### TASK STATEMENT
The entries that follow need to be returned without any alteration.

[[ EXCERPTED DATA, beginning ]]

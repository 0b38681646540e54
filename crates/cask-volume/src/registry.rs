//! Driver and volume registries.
//!
//! [`DriverRegistry`] maps driver names to driver instances; registration is
//! one-shot at daemon startup. [`VolumeRegistry`] is the process-wide map
//! from `(driver, source)` to live volumes. Its mutex guards only the map;
//! drivers are never called while it is held, so a driver's own locking can
//! block without stalling unrelated lookups.

use std::collections::HashMap;
use std::sync::Arc;

use parking_lot::Mutex;

use cask_common::id::random_hex;
use cask_common::{CaskError, CaskResult};

use crate::binds::clean_path;
use crate::driver::{DriverKind, Volume, VolumeDriver, DEFAULT_DRIVER};
use crate::local::OPT_BIND;

/// Maps driver name to driver instance.
#[derive(Default)]
pub struct DriverRegistry {
    drivers: Mutex<HashMap<String, Arc<dyn VolumeDriver>>>,
}

impl DriverRegistry {
    /// Create an empty registry.
    #[must_use]
    pub fn new() -> Self {
        Self::default()
    }

    /// Register a driver. Each name may be registered exactly once.
    pub fn register(&self, driver: Arc<dyn VolumeDriver>) -> CaskResult<()> {
        let name = driver.name().to_string();
        let mut drivers = self.drivers.lock();
        if drivers.contains_key(&name) {
            return Err(CaskError::Internal {
                message: format!("Volume driver {} registered twice", name),
            });
        }
        drivers.insert(name, driver);
        Ok(())
    }

    /// Look up a driver by name.
    pub fn get(&self, name: &str) -> CaskResult<Arc<dyn VolumeDriver>> {
        self.drivers
            .lock()
            .get(name)
            .cloned()
            .ok_or_else(|| CaskError::DriverNotFound {
                name: name.to_string(),
            })
    }

    /// Look up a driver, falling back to the default (`local`).
    pub fn get_or_default(&self, name: Option<&str>) -> CaskResult<Arc<dyn VolumeDriver>> {
        self.get(name.unwrap_or(DEFAULT_DRIVER))
    }
}

/// Process-wide volume registry.
pub struct VolumeRegistry {
    drivers: Arc<DriverRegistry>,
    volumes: Mutex<HashMap<(String, String), Arc<dyn Volume>>>,
}

impl VolumeRegistry {
    /// Create a registry over the given drivers.
    #[must_use]
    pub fn new(drivers: Arc<DriverRegistry>) -> Self {
        Self {
            drivers,
            volumes: Mutex::new(HashMap::new()),
        }
    }

    /// The driver registry this volume registry resolves against.
    #[must_use]
    pub fn drivers(&self) -> &DriverRegistry {
        &self.drivers
    }

    /// Resolve or create the volume for a mount source.
    ///
    /// An empty source always allocates a fresh anonymous local volume.
    /// The attach refcount is not touched; callers attach explicitly.
    pub fn find_or_create_volume(
        &self,
        source: &str,
        writable: bool,
        kind: DriverKind,
    ) -> CaskResult<Arc<dyn Volume>> {
        if source.is_empty() {
            let name = random_hex(32);
            let driver = self.drivers.get(DriverKind::Local.driver_name())?;
            let volume = driver.create(&name, &HashMap::new())?;
            self.volumes
                .lock()
                .insert((driver.name().to_string(), name), volume.clone());
            return Ok(volume);
        }

        let normalized = match kind {
            DriverKind::Bind => clean_path(source),
            _ => source.to_string(),
        };
        let key = (kind.driver_name().to_string(), normalized.clone());

        if let Some(volume) = self.volumes.lock().get(&key) {
            return Ok(volume.clone());
        }

        // Create outside the registry lock; the driver's create is
        // idempotent, so a concurrent caller at worst duplicates the work.
        let driver = self.drivers.get(kind.driver_name())?;
        let mut opts = HashMap::new();
        if kind == DriverKind::Bind {
            opts.insert(OPT_BIND.to_string(), "true".to_string());
        }
        if kind == DriverKind::Ceph && !writable {
            opts.insert(
                crate::ceph::OPT_WRITABLE.to_string(),
                "false".to_string(),
            );
        }
        let volume = driver.create(&normalized, &opts)?;

        let mut volumes = self.volumes.lock();
        let entry = volumes.entry(key).or_insert(volume);
        Ok(entry.clone())
    }

    /// Look up a registered volume by kind and source.
    #[must_use]
    pub fn get(&self, kind: DriverKind, source: &str) -> Option<Arc<dyn Volume>> {
        let normalized = match kind {
            DriverKind::Bind => clean_path(source),
            _ => source.to_string(),
        };
        self.volumes
            .lock()
            .get(&(kind.driver_name().to_string(), normalized))
            .cloned()
    }

    /// Look up a registered volume by the identity recorded in container
    /// state: its source key or its current data path.
    #[must_use]
    pub fn lookup_source(&self, source: &str) -> Option<Arc<dyn Volume>> {
        let volumes = self.volumes.lock();
        for ((_, key_source), volume) in volumes.iter() {
            if key_source == source || volume.source_id() == source {
                return Some(volume.clone());
            }
        }
        None
    }

    /// Drop one container's hold on a volume, removing the registration
    /// when nothing references it anymore.
    ///
    /// `always_remove` removes a zero-reference volume regardless of how it
    /// was created (used when a restart replaces a destination's source);
    /// otherwise only anonymous volumes are garbage-collected.
    pub fn release(&self, volume: &Arc<dyn Volume>, container_id: &str, always_remove: bool) {
        if let Err(err) = volume.unmount(container_id) {
            tracing::error!(
                volume = %volume.name(),
                container = container_id,
                error = %err,
                "Failed to detach volume during release"
            );
        }
        if volume.ref_count() > 0 {
            return;
        }

        let removable = {
            let mut volumes = self.volumes.lock();
            let key = volumes
                .iter()
                .find(|(_, registered)| Arc::ptr_eq(registered, volume))
                .map(|(key, _)| key.clone());
            match key {
                Some(key) if always_remove || volume.is_anonymous() => {
                    volumes.remove(&key);
                    true
                }
                _ => false,
            }
        };

        if removable {
            match self.drivers.get(volume.driver_name()) {
                Ok(driver) => {
                    if let Err(err) = driver.remove(volume.as_ref()) {
                        tracing::error!(
                            volume = %volume.name(),
                            error = %err,
                            "Failed to remove released volume"
                        );
                    }
                }
                Err(err) => {
                    tracing::error!(volume = %volume.name(), error = %err, "Driver vanished");
                }
            }
        }
    }

    /// Explicitly remove a volume. Fails while it has attachments.
    pub fn remove(&self, volume: &Arc<dyn Volume>) -> CaskResult<()> {
        let driver = self.drivers.get(volume.driver_name())?;
        driver.remove(volume.as_ref())?;
        let mut volumes = self.volumes.lock();
        volumes.retain(|_, registered| !Arc::ptr_eq(registered, volume));
        Ok(())
    }
}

[[ EXCERPTED DATA, end ]]

### FINAL ANSWER
repository 0b38681646540e54
filename crates/cask-volume/src/registry.rs
//! Driver and volume registries.
//!
//! [`DriverRegistry`] maps driver names to driver instances; registration is
//! one-shot at daemon startup. [`VolumeRegistry`] is the process-wide map
//! from `(driver, source)` to live volumes. Its mutex guards only the map;
//! drivers are never called while it is held, so a driver's own locking can
//! block without stalling unrelated lookups.

use std::collections::HashMap;
use std::sync::Arc;

use parking_lot::Mutex;

use cask_common::id::random_hex;
use cask_common::{CaskError, CaskResult};

use crate::binds::clean_path;
use crate::driver::{DriverKind, Volume, VolumeDriver, DEFAULT_DRIVER};
use crate::local::OPT_BIND;

/// Maps driver name to driver instance.
#[derive(Default)]
pub struct DriverRegistry {
    drivers: Mutex<HashMap<String, Arc<dyn VolumeDriver>>>,
}

impl DriverRegistry {
    /// Create an empty registry.
    #[must_use]
    pub fn new() -> Self {
        Self::default()
    }

    /// Register a driver. Each name may be registered exactly once.
    pub fn register(&self, driver: Arc<dyn VolumeDriver>) -> CaskResult<()> {
        let name = driver.name().to_string();
        let mut drivers = self.drivers.lock();
        if drivers.contains_key(&name) {
            return Err(CaskError::Internal {
                message: format!("Volume driver {} registered twice", name),
            });
        }
        drivers.insert(name, driver);
        Ok(())
    }

    /// Look up a driver by name.
    pub fn get(&self, name: &str) -> CaskResult<Arc<dyn VolumeDriver>> {
        self.drivers
            .lock()
            .get(name)
            .cloned()
            .ok_or_else(|| CaskError::DriverNotFound {
                name: name.to_string(),
            })
    }

    /// Look up a driver, falling back to the default (`local`).
    pub fn get_or_default(&self, name: Option<&str>) -> CaskResult<Arc<dyn VolumeDriver>> {
        self.get(name.unwrap_or(DEFAULT_DRIVER))
    }
}

/// Process-wide volume registry.
pub struct VolumeRegistry {
    drivers: Arc<DriverRegistry>,
    volumes: Mutex<HashMap<(String, String), Arc<dyn Volume>>>,
}

impl VolumeRegistry {
    /// Create a registry over the given drivers.
    #[must_use]
    pub fn new(drivers: Arc<DriverRegistry>) -> Self {
        Self {
            drivers,
            volumes: Mutex::new(HashMap::new()),
        }
    }

    /// The driver registry this volume registry resolves against.
    #[must_use]
    pub fn drivers(&self) -> &DriverRegistry {
        &self.drivers
    }

    /// Resolve or create the volume for a mount source.
    ///
    /// An empty source always allocates a fresh anonymous local volume.
    /// The attach refcount is not touched; callers attach explicitly.
    pub fn find_or_create_volume(
        &self,
        source: &str,
        writable: bool,
        kind: DriverKind,
    ) -> CaskResult<Arc<dyn Volume>> {
        if source.is_empty() {
            let name = random_hex(32);
            let driver = self.drivers.get(DriverKind::Local.driver_name())?;
            let volume = driver.create(&name, &HashMap::new())?;
            self.volumes
                .lock()
                .insert((driver.name().to_string(), name), volume.clone());
            return Ok(volume);
        }

        let normalized = match kind {
            DriverKind::Bind => clean_path(source),
            _ => source.to_string(),
        };
        let key = (kind.driver_name().to_string(), normalized.clone());

        if let Some(volume) = self.volumes.lock().get(&key) {
            return Ok(volume.clone());
        }

        // Create outside the registry lock; the driver's create is
        // idempotent, so a concurrent caller at worst duplicates the work.
        let driver = self.drivers.get(kind.driver_name())?;
        let mut opts = HashMap::new();
        if kind == DriverKind::Bind {
            opts.insert(OPT_BIND.to_string(), "true".to_string());
        }
        if kind == DriverKind::Ceph && !writable {
            opts.insert(
                crate::ceph::OPT_WRITABLE.to_string(),
                "false".to_string(),
            );
        }
        let volume = driver.create(&normalized, &opts)?;

        let mut volumes = self.volumes.lock();
        let entry = volumes.entry(key).or_insert(volume);
        Ok(entry.clone())
    }

    /// Look up a registered volume by kind and source.
    #[must_use]
    pub fn get(&self, kind: DriverKind, source: &str) -> Option<Arc<dyn Volume>> {
        let normalized = match kind {
            DriverKind::Bind => clean_path(source),
            _ => source.to_string(),
        };
        self.volumes
            .lock()
            .get(&(kind.driver_name().to_string(), normalized))
            .cloned()
    }

    /// Look up a registered volume by the identity recorded in container
    /// state: its source key or its current data path.
    #[must_use]
    pub fn lookup_source(&self, source: &str) -> Option<Arc<dyn Volume>> {
        let volumes = self.volumes.lock();
        for ((_, key_source), volume) in volumes.iter() {
            if key_source == source || volume.source_id() == source {
                return Some(volume.clone());
            }
        }
        None
    }

    /// Drop one container's hold on a volume, removing the registration
    /// when nothing references it anymore.
    ///
    /// `always_remove` removes a zero-reference volume regardless of how it
    /// was created (used when a restart replaces a destination's source);
    /// otherwise only anonymous volumes are garbage-collected.
    pub fn release(&self, volume: &Arc<dyn Volume>, container_id: &str, always_remove: bool) {
        if let Err(err) = volume.unmount(container_id) {
            tracing::error!(
                volume = %volume.name(),
                container = container_id,
                error = %err,
                "Failed to detach volume during release"
            );
        }
        if volume.ref_count() > 0 {
            return;
        }

        let removable = {
            let mut volumes = self.volumes.lock();
            let key = volumes
                .iter()
                .find(|(_, registered)| Arc::ptr_eq(registered, volume))
                .map(|(key, _)| key.clone());
            match key {
                Some(key) if always_remove || volume.is_anonymous() => {
                    volumes.remove(&key);
                    true
                }
                _ => false,
            }
        };

        if removable {
            match self.drivers.get(volume.driver_name()) {
                Ok(driver) => {
                    if let Err(err) = driver.remove(volume.as_ref()) {
                        tracing::error!(
                            volume = %volume.name(),
                            error = %err,
                            "Failed to remove released volume"
                        );
                    }
                }
                Err(err) => {
                    tracing::error!(volume = %volume.name(), error = %err, "Driver vanished");
                }
            }
        }
    }

    /// Explicitly remove a volume. Fails while it has attachments.
    pub fn remove(&self, volume: &Arc<dyn Volume>) -> CaskResult<()> {
        let driver = self.drivers.get(volume.driver_name())?;
        driver.remove(volume.as_ref())?;
        let mut volumes = self.volumes.lock();
        volumes.retain(|_, registered| !Arc::ptr_eq(registered, volume));
        Ok(())
    }
}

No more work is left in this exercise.